The yield on the benchmark was marginally lower at 1.965% by around 4:10 p.m. ET. The yield on the was down 1.5 basis points at 2.277%. Yields move inversely to prices, with 1 basis point equal to 0.01%.

Meanwhile, the 2-year note yield increased by 2.2 basis points to approximately 1.568%.

On Friday, after a volatile session on Thursday, the market saw a shift in direction. The 10-year bond reached its lowest point of 1.85% on Thursday, pushing prices upward. In an effort to safeguard their portfolios, traders purchased traditional safe-haven assets such as Treasurys.

The stock market experienced a remarkable turnaround, with the benchmark yield rising from its previous lows.

Russia attack on Ukraine

According to the Kremlin, Russian President Vladimir Putin is prepared to dispatch a negotiating team to Minsk to engage with Ukraine.

Ukrainian officials reported that Russia is getting closer to Kyiv, the capital city, which has been hit by "horrific Russian rocket strikes," as stated by Ukrainian Foreign Minister Dmytro Kuleba.

The US, UK, and EU have announced sanctions on Putin and Lavrov.

This week, President Biden announced new sanctions against Russia's largest banks and its sovereign debt as part of a comprehensive effort to isolate Moscow from the global economy.

Liz Young, head of investment strategy at SoFi, stated on CNBC's "Fast Money Halftime" that the anticipation of events in the market is likely to be more unpleasant than the events themselves.

Despite de-escalating some of the conflict and overcoming the most fearful parts of it, we are still returning to an environment where we are waiting for a Fed meeting, the first hike, and a time when liquidity is leaving the market, according to Young.

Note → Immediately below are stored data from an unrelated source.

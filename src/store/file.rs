//! JSON-file store implementation
//!
//! Latest quotes live in `instruments.json` (rewritten atomically via a
//! temp file and rename); tick history is appended to `history.jsonl`,
//! one point per line. A key index of already-written history points is
//! kept in memory so retried flushes never duplicate rows.

use super::{merge_row, QuoteStore, StoreError};
use crate::instrument::{Instrument, TickPoint};
use async_trait::async_trait;
use chrono::{DateTime, Utc};
use std::collections::{HashMap, HashSet};
use std::fs::{self, File, OpenOptions};
use std::io::{BufRead, BufReader, BufWriter, Write};
use std::path::{Path, PathBuf};
use tokio::sync::Mutex;

const INSTRUMENTS_FILE: &str = "instruments.json";
const HISTORY_FILE: &str = "history.jsonl";

/// Store backed by JSON files in a data directory
pub struct JsonFileStore {
    dir: PathBuf,
    history_index: Mutex<HashSet<(String, DateTime<Utc>)>>,
}

impl JsonFileStore {
    /// Open (or create) a store rooted at the given directory
    pub fn open(dir: impl AsRef<Path>) -> Result<Self, StoreError> {
        let dir = dir.as_ref().to_path_buf();
        fs::create_dir_all(&dir)?;

        let mut index = HashSet::new();
        let history_path = dir.join(HISTORY_FILE);
        if history_path.exists() {
            let reader = BufReader::new(File::open(&history_path)?);
            for line in reader.lines() {
                let line = line?;
                if line.trim().is_empty() {
                    continue;
                }
                match serde_json::from_str::<TickPoint>(&line) {
                    Ok(point) => {
                        index.insert((point.instrument_id, point.timestamp));
                    }
                    Err(e) => {
                        tracing::warn!(error = %e, "Skipping malformed history line");
                    }
                }
            }
        }

        Ok(Self {
            dir,
            history_index: Mutex::new(index),
        })
    }

    fn instruments_path(&self) -> PathBuf {
        self.dir.join(INSTRUMENTS_FILE)
    }

    fn history_path(&self) -> PathBuf {
        self.dir.join(HISTORY_FILE)
    }

    fn read_instruments(&self) -> Result<HashMap<String, Instrument>, StoreError> {
        let path = self.instruments_path();
        if !path.exists() {
            return Ok(HashMap::new());
        }
        let reader = BufReader::new(File::open(path)?);
        let rows: Vec<Instrument> = serde_json::from_reader(reader)?;
        Ok(rows.into_iter().map(|r| (r.id.clone(), r)).collect())
    }

    fn write_instruments(&self, rows: &HashMap<String, Instrument>) -> Result<(), StoreError> {
        let mut sorted: Vec<&Instrument> = rows.values().collect();
        sorted.sort_by(|a, b| a.id.cmp(&b.id));

        let tmp = self.dir.join(format!("{INSTRUMENTS_FILE}.tmp"));
        {
            let mut writer = BufWriter::new(File::create(&tmp)?);
            serde_json::to_writer_pretty(&mut writer, &sorted)?;
            writer.flush()?;
        }
        fs::rename(&tmp, self.instruments_path())?;
        Ok(())
    }
}

#[async_trait]
impl QuoteStore for JsonFileStore {
    async fn load_instruments(&self) -> Result<Vec<Instrument>, StoreError> {
        let mut rows: Vec<Instrument> = self.read_instruments()?.into_values().collect();
        rows.sort_by(|a, b| a.symbol.cmp(&b.symbol));
        Ok(rows)
    }

    async fn apply_flush(
        &self,
        deltas: &[Instrument],
        history: &[TickPoint],
    ) -> Result<(), StoreError> {
        if !deltas.is_empty() {
            let mut stored = self.read_instruments()?;
            for row in deltas {
                let merged = match stored.get(&row.id) {
                    Some(existing) => merge_row(existing, row),
                    None => row.clone(),
                };
                stored.insert(row.id.clone(), merged);
            }
            self.write_instruments(&stored)?;
        }

        let mut index = self.history_index.lock().await;
        let fresh: Vec<&TickPoint> = history
            .iter()
            .filter(|p| !index.contains(&(p.instrument_id.clone(), p.timestamp)))
            .collect();

        if !fresh.is_empty() {
            let file = OpenOptions::new()
                .create(true)
                .append(true)
                .open(self.history_path())?;
            let mut writer = BufWriter::new(file);
            for point in &fresh {
                serde_json::to_writer(&mut writer, point)?;
                writer.write_all(b"\n")?;
            }
            writer.flush()?;

            for point in fresh {
                index.insert((point.instrument_id.clone(), point.timestamp));
            }
        }

        Ok(())
    }

    async fn history(
        &self,
        instrument_id: &str,
        from: DateTime<Utc>,
        to: DateTime<Utc>,
    ) -> Result<Vec<TickPoint>, StoreError> {
        let path = self.history_path();
        if !path.exists() {
            return Ok(vec![]);
        }

        let reader = BufReader::new(File::open(path)?);
        let mut points: Vec<TickPoint> = Vec::new();
        for line in reader.lines() {
            let line = line?;
            if line.trim().is_empty() {
                continue;
            }
            let Ok(point) = serde_json::from_str::<TickPoint>(&line) else {
                continue;
            };
            if point.instrument_id == instrument_id
                && point.timestamp >= from
                && point.timestamp <= to
            {
                points.push(point);
            }
        }
        points.sort_by_key(|p| p.timestamp);
        Ok(points)
    }
}

#[cfg(test)]
mod tests {
    use super::*;
    use chrono::Duration;
    use rust_decimal_macros::dec;
    use tempfile::TempDir;

    fn sample(id: &str) -> Instrument {
        Instrument::seeded(id, id.to_uppercase(), id, "NASDAQ", "USD", dec!(100), 0, dec!(1000))
    }

    #[tokio::test]
    async fn test_open_creates_directory() {
        let temp = TempDir::new().unwrap();
        let dir = temp.path().join("nested/data");
        let store = JsonFileStore::open(&dir).unwrap();
        assert!(dir.exists());
        assert!(store.load_instruments().await.unwrap().is_empty());
    }

    #[tokio::test]
    async fn test_flush_then_load_preserves_prices_exactly() {
        let temp = TempDir::new().unwrap();
        let store = JsonFileStore::open(temp.path()).unwrap();

        let mut row = sample("aapl");
        row.last_price = dec!(178.53);
        row.day_high = dec!(180.00);
        row.day_low = dec!(177.01);
        row.volume = 123_456;
        store.apply_flush(&[row], &[]).await.unwrap();

        let loaded = store.load_instruments().await.unwrap();
        assert_eq!(loaded.len(), 1);
        assert_eq!(loaded[0].last_price, dec!(178.53));
        assert_eq!(loaded[0].day_high, dec!(180.00));
        assert_eq!(loaded[0].day_low, dec!(177.01));
        assert_eq!(loaded[0].volume, 123_456);
    }

    #[tokio::test]
    async fn test_history_append_is_idempotent() {
        let temp = TempDir::new().unwrap();
        let store = JsonFileStore::open(temp.path()).unwrap();

        let now = Utc::now();
        let points = vec![
            TickPoint {
                instrument_id: "aapl".to_string(),
                price: dec!(100),
                timestamp: now,
            },
            TickPoint {
                instrument_id: "aapl".to_string(),
                price: dec!(101),
                timestamp: now + Duration::seconds(1),
            },
        ];

        store.apply_flush(&[], &points).await.unwrap();
        store.apply_flush(&[], &points).await.unwrap();

        let window = store
            .history("aapl", now - Duration::seconds(10), now + Duration::seconds(10))
            .await
            .unwrap();
        assert_eq!(window.len(), 2);
    }

    #[tokio::test]
    async fn test_index_rebuilt_on_reopen() {
        let temp = TempDir::new().unwrap();
        let now = Utc::now();
        let points = vec![TickPoint {
            instrument_id: "aapl".to_string(),
            price: dec!(100),
            timestamp: now,
        }];

        {
            let store = JsonFileStore::open(temp.path()).unwrap();
            store.apply_flush(&[], &points).await.unwrap();
        }

        // A new process appending the same point must still dedupe.
        let store = JsonFileStore::open(temp.path()).unwrap();
        store.apply_flush(&[], &points).await.unwrap();

        let window = store
            .history("aapl", now - Duration::seconds(10), now + Duration::seconds(10))
            .await
            .unwrap();
        assert_eq!(window.len(), 1);
    }

    #[tokio::test]
    async fn test_day_bounds_merge_against_stored_row() {
        let temp = TempDir::new().unwrap();
        let store = JsonFileStore::open(temp.path()).unwrap();

        let mut first = sample("aapl");
        first.day_high = dec!(120);
        first.day_low = dec!(95);
        store.apply_flush(&[first], &[]).await.unwrap();

        let mut second = sample("aapl");
        second.last_price = dec!(110);
        second.day_high = dec!(111);
        second.day_low = dec!(100);
        store.apply_flush(&[second], &[]).await.unwrap();

        let loaded = store.load_instruments().await.unwrap();
        assert_eq!(loaded[0].last_price, dec!(110));
        assert_eq!(loaded[0].day_high, dec!(120));
        assert_eq!(loaded[0].day_low, dec!(95));
    }
}
impl Pipeline {
    pub fn new(
        camera_id: String,
        display_name: String,
        project_id: String,
        sdm: Arc<SdmClient>,
        calls: CallsConfig,
        http: reqwest::Client,
    ) -> Self {
        Self {
            camera_id,
            display_name,
            project_id,
            sdm,
            calls,
            http,
            stats: Arc::new(PipelineStats::default()),
        }
    }

    /// Run until shutdown. Failures rebuild the whole dataflow with
    /// exponential backoff; one successfully written sample counts as
    /// forward progress and resets the backoff.
    pub async fn run(self, mut shutdown: watch::Receiver<bool>, startups: Arc<Semaphore>) {
        let mut backoff = RESTART_BASE;
        let mut first_attempt = true;
        loop {
            if *shutdown.borrow() {
                break;
            }
            if !first_attempt {
                self.stats.restarts.fetch_add(1, Ordering::Relaxed);
            }
            first_attempt = false;

            let generation = self.stats.begin_generation();
            self.stats.set_state(PipelineState::Starting);
            let progressed = Arc::new(AtomicBool::new(false));

            match self
                .run_once(generation, &mut shutdown, &startups, &progressed)
                .await
            {
                Ok(()) | Err(RelayError::Cancelled) => break,
                Err(e) => {
                    self.stats.set_state(PipelineState::Restarting);
                    let (sleep_for, next) = next_backoff(backoff, progressed.load(Ordering::Relaxed));
                    warn!(
                        camera = %self.camera_id,
                        generation,
                        retry_in_secs = sleep_for.as_secs(),
                        "pipeline failed: {e}"
                    );
                    backoff = next;
                    if !sleep_or_shutdown(&mut shutdown, sleep_for).await {
                        break;
                    }
                }
            }
        }
        self.stats.set_state(PipelineState::Stopped);
        info!(camera = %self.camera_id, "pipeline stopped");
    }

    /// One full build-and-relay attempt.
    async fn run_once(
        &self,
        generation: u64,
        shutdown: &mut watch::Receiver<bool>,
        startups: &Arc<Semaphore>,
        progressed: &Arc<AtomicBool>,
    ) -> Result<()> {
        // The permit bounds concurrent control-plane bursts (token mint,
        // stream generation, SFU negotiation) across the fleet.
        let permit = match startups.acquire().await {
            Ok(permit) => permit,
            Err(_) => return Err(RelayError::Cancelled),
        };

        let handle = source::acquire(&self.sdm, &self.project_id, &self.camera_id).await?;
        self.stats.set_expires_at(Some(handle.expires_at));
        let shared: SharedSource = Arc::new(RwLock::new(Arc::new(handle)));

        // The lifetime manager lives exactly as long as this attempt.
        let (manager_cancel_tx, manager_cancel_rx) = watch::channel(false);
        let (source_events_tx, mut source_events) = mpsc::channel(1);
        let manager = LifetimeManager::new(
            Arc::clone(&self.sdm),
            Arc::clone(&shared),
            Arc::clone(&self.stats),
            source_events_tx,
            manager_cancel_rx,
        );
        let manager_task = tokio::spawn(manager.run());

        let result = self
            .relay_media(generation, &shared, &mut source_events, shutdown, progressed, permit)
            .await;

        manager_cancel_tx.send(true).ok();
        if tokio::time::timeout(Duration::from_secs(2), manager_task)
            .await
            .is_err()
        {
            debug!(camera = %self.camera_id, "lifetime manager slow to exit");
        }

        // Release the cloud stream. A clean stop waits; a rebuild must not
        // delay the fresh GenerateRtspStream, so it detaches.
        let current = shared.read().await.clone();
        match &result {
            Ok(()) | Err(RelayError::Cancelled) => source::stop(&self.sdm, &current).await,
            Err(_) => {
                let sdm = Arc::clone(&self.sdm);
                tokio::spawn(async move {
                    source::stop(&sdm, &current).await;
                });
            }
        }
        self.stats.set_expires_at(None);
        result
    }

    /// SFU + RTSP dataflow for one generation. Returns `Ok` only on
    /// cooperative shutdown.
    async fn relay_media(
        &self,
        generation: u64,
        shared: &SharedSource,
        source_events: &mut mpsc::Receiver<SourceEvent>,
        shutdown: &mut watch::Receiver<bool>,
        progressed: &Arc<AtomicBool>,
        startup_permit: tokio::sync::SemaphorePermit<'_>,
    ) -> Result<()> {
        let bridge = Arc::new(
            SfuBridge::connect(&self.calls, self.http.clone(), &self.camera_id, shutdown).await?,
        );
        self.stats.set_sfu_state(bridge.state());

        let result = self
            .relay_rtsp(generation, shared, &bridge, source_events, shutdown, progressed, startup_permit)
            .await;

        // relay_rtsp closes the bridge on its main path (SFU before RTSP);
        // this covers the early-error returns.
        if bridge.state() != SfuState::Closed {
            bridge.close().await;
        }
        self.stats.set_sfu_state(SfuState::Closed);
        result
    }

    #[allow(clippy::too_many_arguments)]
    async fn relay_rtsp(
        &self,
        generation: u64,
        shared: &SharedSource,
        bridge: &Arc<SfuBridge>,
        source_events: &mut mpsc::Receiver<SourceEvent>,
        shutdown: &mut watch::Receiver<bool>,
        progressed: &Arc<AtomicBool>,
        startup_permit: tokio::sync::SemaphorePermit<'_>,
    ) -> Result<()> {
        let url = shared.read().await.rtsp_url.clone();
        if url.is_empty() {
            return Err(RelayError::Protocol("source handle has no RTSP URL".into()));
        }
        let mut rtsp = RtspSession::connect(&url).await?;

        let video_channel = rtsp
            .tracks
            .iter()
            .find(|t| t.media_type == MediaType::Video)
            .map(|t| t.channel_id);
        let audio_channel = rtsp
            .tracks
            .iter()
            .find(|t| t.media_type == MediaType::Audio)
            .map(|t| t.channel_id);
        if video_channel.is_none() {
            rtsp.teardown().await;
            return Err(RelayError::Protocol("source advertises no video track".into()));
        }
        let sps_pps = rtsp
            .sdp
            .media
            .iter()
            .find(|m| m.media_type == MediaType::Video)
            .and_then(|m| m.sprop_parameter_sets());

        // Sinks are fixed here, before PLAY, so no sample can arrive
        // without a destination.
        let (au_tx, au_rx) = mpsc::channel::<AccessUnit>(AU_QUEUE);
        let sink_stats = Arc::clone(&self.stats);
        let mut h264 = H264Depacketizer::new(sps_pps, move |au: AccessUnit| {
            match au_tx.try_send(au) {
                Ok(()) => {}
                Err(TrySendError::Full(_)) => {
                    // Prefer dropping a frame over stalling the socket.
                    sink_stats.samples_dropped.fetch_add(1, Ordering::Relaxed);
                }
                Err(TrySendError::Closed(_)) => {}
            }
        });
        let audio_stats = Arc::clone(&self.stats);
        let mut aac = AacDepacketizer::new(move |_frame: AudioFrame| {
            audio_stats.audio_frames.fetch_add(1, Ordering::Relaxed);
        });

        let writer = tokio::spawn(write_samples(
            Arc::clone(bridge),
            au_rx,
            Arc::clone(&self.stats),
            generation,
            Arc::clone(progressed),
            self.camera_id.clone(),
        ));

        rtsp.play().await?;
        self.stats.set_state(PipelineState::Running);
        drop(startup_permit);
        info!(camera = %self.camera_id, generation, "relay running");

        let mut sfu_state = bridge.subscribe_state();
        let mut manager_alive = true;
        let result = loop {
            tokio::select! {
                changed = shutdown.changed() => {
                    if changed.is_err() || *shutdown.borrow() {
                        break Ok(());
                    }
                }
                event = source_events.recv(), if manager_alive => {
                    match event {
                        Some(SourceEvent::RebuildRequired) => break Err(RelayError::Expiry),
                        None => manager_alive = false,
                    }
                }
                changed = sfu_state.changed() => {
                    if changed.is_err() {
                        break Err(RelayError::Negotiation("SFU state channel closed".into()));
                    }
                    let state = *sfu_state.borrow();
                    self.stats.set_sfu_state(state);
                    if matches!(state, SfuState::Failed | SfuState::Closed) {
                        break Err(RelayError::Negotiation("SFU peer connection failed".into()));
                    }
                }
                frame = rtsp.recv_frame() => {
                    let Some(frame) = frame else {
                        break Err(RelayError::Transport("RTSP connection closed".into()));
                    };
                    let channel = Some(frame.channel);
                    if channel == video_channel {
                        if let Some(view) = parse_rtp(&frame.payload) {
                            self.stats.video_packets.fetch_add(1, Ordering::Relaxed);
                            h264.process_packet(as_view(&view));
                            self.stats.rtp_losses.store(h264.loss_count(), Ordering::Relaxed);
                        }
                    } else if channel == audio_channel {
                        if let Some(view) = parse_rtp(&frame.payload) {
                            self.stats.audio_packets.fetch_add(1, Ordering::Relaxed);
                            aac.process_packet(as_view(&view));
                        }
                    }
                    // Odd channels carry RTCP; nothing to do with it here.
                }
                _ = tokio::time::sleep(AU_WATCHDOG), if h264.has_pending() => {
                    // Neither marker nor timestamp change showed up.
                    h264.flush();
                }
            }
        };

        debug!(
            camera = %self.camera_id,
            generation,
            dropped_pre_connect = bridge.samples_dropped(),
            "tearing down relay"
        );
        // Teardown order: the SFU leg first, then the RTSP session.
        bridge.close().await;
        rtsp.teardown().await;
        // Dropping the depacketizers drops their sinks; the writer drains
        // the queue and exits.
        drop(h264);
        drop(aac);
        writer.await.ok();
        result
    }
}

The Federal Reserve is expected to tighten its monetary policy next month, with investors predicting a rate increase of at least a quarter-point after the March meeting, according to the CME Group's FedWatch tool.

The Commerce Department reported that the core personal consumption expenditures price index, the Federal Reserve's primary inflation gauge, increased by 5.2% from the previous year, slightly exceeding the 5.1% forecast of economists surveyed by Dow Jones.

— CNBC’s Ted Kemp contributed to this market report.